(Saved data entries)
○ ○ ○
// ---------------------------------------------------------------------------
// Pre-solve feasibility
// ---------------------------------------------------------------------------

/// Cheap checks that prove infeasibility without building a model. Each
/// returns a reason naming the violated rule.
fn precheck(
    candidates: &[PlayerCandidate],
    forced: &[usize],
    rules: &SquadRules,
) -> Result<(), OptimizeError> {
    let supply = PositionCounts::from_positions(candidates.iter().map(|c| c.position));
    for pos in Position::ALL {
        if supply.get(pos) < SQUAD_QUOTAS.get(pos) {
            return Err(OptimizeError::infeasible(format!(
                "pool has {} {} candidates, squad needs {}",
                supply.get(pos),
                pos,
                SQUAD_QUOTAS.get(pos)
            )));
        }
    }

    if forced.len() > SQUAD_SIZE {
        return Err(OptimizeError::infeasible(format!(
            "{} locked players exceed squad size {}",
            forced.len(),
            SQUAD_SIZE
        )));
    }

    let locked: Vec<PlayerCandidate> = forced.iter().map(|&i| candidates[i].clone()).collect();
    let locked_counts = PositionCounts::from_positions(locked.iter().map(|c| c.position));
    for pos in Position::ALL {
        if locked_counts.get(pos) > SQUAD_QUOTAS.get(pos) {
            return Err(OptimizeError::infeasible(format!(
                "{} locked {} players exceed quota {}",
                locked_counts.get(pos),
                pos,
                SQUAD_QUOTAS.get(pos)
            )));
        }
    }
    for (club, n) in club_counts(&locked) {
        if n > rules.club_cap {
            return Err(OptimizeError::infeasible(format!(
                "{} locked players from club '{}' exceed cap {}",
                n, club, rules.club_cap
            )));
        }
    }
    let locked_cost: u64 = locked.iter().map(|c| c.cost_tenths as u64).sum();
    if locked_cost > rules.budget_tenths as u64 {
        return Err(OptimizeError::infeasible(format!(
            "locked players cost {} which exceeds budget {}",
            locked_cost, rules.budget_tenths
        )));
    }
    Ok(())
}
○ ○ ○
• [Task to complete]: Each record above should be returned exactly as it appears.

• [Response to this exercise]:
// ---------------------------------------------------------------------------
// Pre-solve feasibility
// ---------------------------------------------------------------------------

/// Cheap checks that prove infeasibility without building a model. Each
/// returns a reason naming the violated rule.
fn precheck(
    candidates: &[PlayerCandidate],
    forced: &[usize],
    rules: &SquadRules,
) -> Result<(), OptimizeError> {
    let supply = PositionCounts::from_positions(candidates.iter().map(|c| c.position));
    for pos in Position::ALL {
        if supply.get(pos) < SQUAD_QUOTAS.get(pos) {
            return Err(OptimizeError::infeasible(format!(
                "pool has {} {} candidates, squad needs {}",
                supply.get(pos),
                pos,
                SQUAD_QUOTAS.get(pos)
            )));
        }
    }

    if forced.len() > SQUAD_SIZE {
        return Err(OptimizeError::infeasible(format!(
            "{} locked players exceed squad size {}",
            forced.len(),
            SQUAD_SIZE
        )));
    }

    let locked: Vec<PlayerCandidate> = forced.iter().map(|&i| candidates[i].clone()).collect();
    let locked_counts = PositionCounts::from_positions(locked.iter().map(|c| c.position));
    for pos in Position::ALL {
        if locked_counts.get(pos) > SQUAD_QUOTAS.get(pos) {
            return Err(OptimizeError::infeasible(format!(
                "{} locked {} players exceed quota {}",
                locked_counts.get(pos),
                pos,
                SQUAD_QUOTAS.get(pos)
            )));
        }
    }
    for (club, n) in club_counts(&locked) {
        if n > rules.club_cap {
            return Err(OptimizeError::infeasible(format!(
                "{} locked players from club '{}' exceed cap {}",
                n, club, rules.club_cap
            )));
        }
    }
    let locked_cost: u64 = locked.iter().map(|c| c.cost_tenths as u64).sum();
    if locked_cost > rules.budget_tenths as u64 {
        return Err(OptimizeError::infeasible(format!(
            "locked players cost {} which exceeds budget {}",
            locked_cost, rules.budget_tenths
        )));
    }
    Ok(())
}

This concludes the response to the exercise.